Peran Media dalam Peliputan Bencana
Atas dasar itulah maka adanya
informasi mengenai bencana alam di Indonesia menjadi kebutuhan yang penting. Di
sinilah peran media menjadi dibutuhkan sebagai sumber informasi tentang
peristiwa bencana yang terjadi kepada khalayak. Informasi tentang peristiwa
bencana tidak hanya terbatas pada saat bencana itu terjadi, melainkan juga
sebelum dan sesudah peristiwa itu terjadi. Dalam hal ini media memiliki fungsi surveillance, artinya media massa
berfungsi menginformasikan tentang sesuatu yang mengancam masyarakat luas dalam
hal ini adalah bencana. Pada saat sebelum bencana terjadi, media massa
berfungsi untuk menginformasikan kepada khalayak mengenai hal berkaitan dengan
mitigasi bencana, cara menyelamatkan diri, hingga mengenali tanda-tanda akan
terjadinya bencana. Pada saat bencana terjadi, peran media menjadi sangat
penting untuk menginformasikan situasi dan keadaan saat terjadi bencana secara
cepat dan tepat kepada khalayak. Setelah terjadi bencana, peran media berfungsi
sebagai pembentuk solidaritas sosial, membangkitkan psikis dan moril korban,
dan menginformasikan tentang ancaman yang mungkin dapat terjadi misal ancaman
akan munculnya wabah penyakit setelah terjadinya banjir.
![]() |
uniqpost.com |
Dilatarbelakangi Indonesia yang
merupakan daerah rawan bencana, maka konsep jurnalisme peliputan bencana
menjadi konsep yang penting untuk dikaji dan diterapkan oleh media di
Indonesia. Dalam melakukan peliputan bencana, para jurnalis seharusnya juga
memperhatikan cara menyajikan peliputan dengan baik agar bisa diterima oleh
khalayak. Praktik jurnalisme peliputan berita di Indonesia dinilai masih
berorientasi pada dramatisasi berita. Penyajian berita bencana disajikan secara
berlebihan dengan tujuan menarik efek emosional khalayak sebagai cara menaikkan
nilai jual berita tersebut. Media Indonesia seringkali mengeksploitasi derita
korban dengan dalih untuk mendorong solidaritas sosial. Isak tangis, kesedihan,
kisah dramatis seringkali ditayangkan berulang-ulang di media khususnya
televisi saat peliputan terjadinya bencana.
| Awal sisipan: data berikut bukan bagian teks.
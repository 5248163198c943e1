//! CloudFront trigger payloads.

use serde::{Deserialize, Serialize};
use serde_json::{Map, Value};

use crate::edge::headers::EdgeHeaders;
use crate::error::EdgeError;

/// Notification delivered by the CDN to an edge function.
#[derive(Debug, Clone, PartialEq, Deserialize, Serialize)]
pub struct EdgeEvent {
    #[serde(rename = "Records", default)]
    pub records: Vec<EventRecord>,
}

#[derive(Debug, Clone, PartialEq, Deserialize, Serialize)]
pub struct EventRecord {
    pub cf: CfRecord,
}

/// The `cf` payload of a single record.
#[derive(Debug, Clone, PartialEq, Deserialize, Serialize)]
pub struct CfRecord {
    pub config: CfConfig,
    pub request: CfRequest,
    /// Present for origin-response and viewer-response triggers only.
    #[serde(default, skip_serializing_if = "Option::is_none")]
    pub response: Option<CfResponse>,
}

/// Distribution metadata.
#[derive(Debug, Clone, PartialEq, Deserialize, Serialize)]
#[serde(rename_all = "camelCase")]
pub struct CfConfig {
    pub distribution_domain_name: String,
    #[serde(default, skip_serializing_if = "Option::is_none")]
    pub distribution_id: Option<String>,
    #[serde(default, skip_serializing_if = "Option::is_none")]
    pub event_type: Option<String>,
    #[serde(default, skip_serializing_if = "Option::is_none")]
    pub request_id: Option<String>,
}

#[derive(Debug, Clone, PartialEq, Deserialize, Serialize)]
#[serde(rename_all = "camelCase")]
pub struct CfRequest {
    pub method: String,
    pub uri: String,
    #[serde(default, skip_serializing_if = "Option::is_none")]
    pub querystring: Option<String>,
    #[serde(default, skip_serializing_if = "Option::is_none")]
    pub client_ip: Option<String>,
    #[serde(default)]
    pub headers: EdgeHeaders,
    /// Fields this crate does not interpret (`origin`, `body`, ...).
    #[serde(flatten)]
    pub extra: Map<String, Value>,
}

impl CfRequest {
    pub fn new(method: impl Into<String>, uri: impl Into<String>) -> Self {
        Self {
            method: method.into(),
            uri: uri.into(),
            querystring: None,
            client_ip: None,
            headers: EdgeHeaders::new(),
            extra: Map::new(),
        }
    }
}

#[derive(Debug, Clone, PartialEq, Deserialize, Serialize)]
#[serde(rename_all = "camelCase")]
pub struct CfResponse {
    pub status: String,
    #[serde(default, skip_serializing_if = "Option::is_none")]
    pub status_description: Option<String>,
    #[serde(default)]
    pub headers: EdgeHeaders,
    #[serde(default, skip_serializing_if = "Option::is_none")]
    pub body: Option<String>,
    #[serde(flatten)]
    pub extra: Map<String, Value>,
}

impl CfResponse {
    pub fn new(status: impl Into<String>, headers: EdgeHeaders) -> Self {
        Self {
            status: status.into(),
            status_description: None,
            headers,
            body: None,
            extra: Map::new(),
        }
    }

    pub fn with_body(mut self, body: impl Into<String>) -> Self {
        self.body = Some(body.into());
        self
    }

    pub fn with_description(mut self, description: impl Into<String>) -> Self {
        self.status_description = Some(description.into());
        self
    }
}

impl EdgeEvent {
    /// Wrap a single record, as the CDN does.
    pub fn single(record: CfRecord) -> Self {
        Self {
            records: vec![EventRecord { cf: record }],
        }
    }

    /// Take the first record. The CDN always sends exactly one.
    pub fn into_record(self) -> Result<CfRecord, EdgeError> {
        self.records
            .into_iter()
            .next()
            .map(|record| record.cf)
            .ok_or(EdgeError::EmptyEvent)
    }
}

/// Value handed back to the CDN: a request to continue with, or a response
/// that short-circuits the pipeline.
#[derive(Debug, Clone, PartialEq, Deserialize, Serialize)]
#[serde(untagged)]
pub enum EdgeResult {
    Response(CfResponse),
    Request(CfRequest),
}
Cara penyajian peliputan bencana
dengan mengeksploitasi kesedihan korban justru dapat mendapat tentangan dari
khalayak. Misal, seperti kasus yang
sedang hangat dibicarakan kini ialah saat seorang jurnalis televisi swasta
memaksa mewawancarai seorang keluarga korban hilangnya pesawat Air Asia rute
Surabaya-Singapura. Keluarga korban nampak membuang muka karena tidak sanggup
menahan kesedihannya atas peristiwa tersebut, namun jurnalis tersebut tetap
berusaha mewawancarai dengan menanyakan hal-hal yang sebenarnya sangat tidak
etis ditanyakan seperti menanyakan bagaimana perasaannya. Pemaksaan itu pun
memancing reaksi kecaman dari khalayak. Hal tersebut melanggar Pedoman Perilaku
Penyiaran dan Standar Program Siaran (P3 dan SPS) yang dikeluarkan oleh Komisi
Penyiaran Indonesia (KPI), pasal 25 yang mengatur tentang peliputan bencana.
Pada pasal tersebut lembaga penyiaran dalam melakukan peliputan bencana wajib
megikuti ketentuan sebagai berikut: melakukan peliputan subjek yang tertimpa
musibah dengan wajib mempertimbangkan proses pemulihan korban dan keluarganya,
tidak menambah penderitaan orang atau keluarga yang sedang berduka dengan cara
memaksa keluarganya untuk diwawancarai atau diambil gambarnya, tidak
menggunakan gambar atau suara korban bencana untuk disiarkan secara
berulang-ulang. Di sinilah kode etik jurnalistik perlu dijunjung tinggi oleh
jurnalis-jurnalis Indonesia khususnya dalam peliputan bencana.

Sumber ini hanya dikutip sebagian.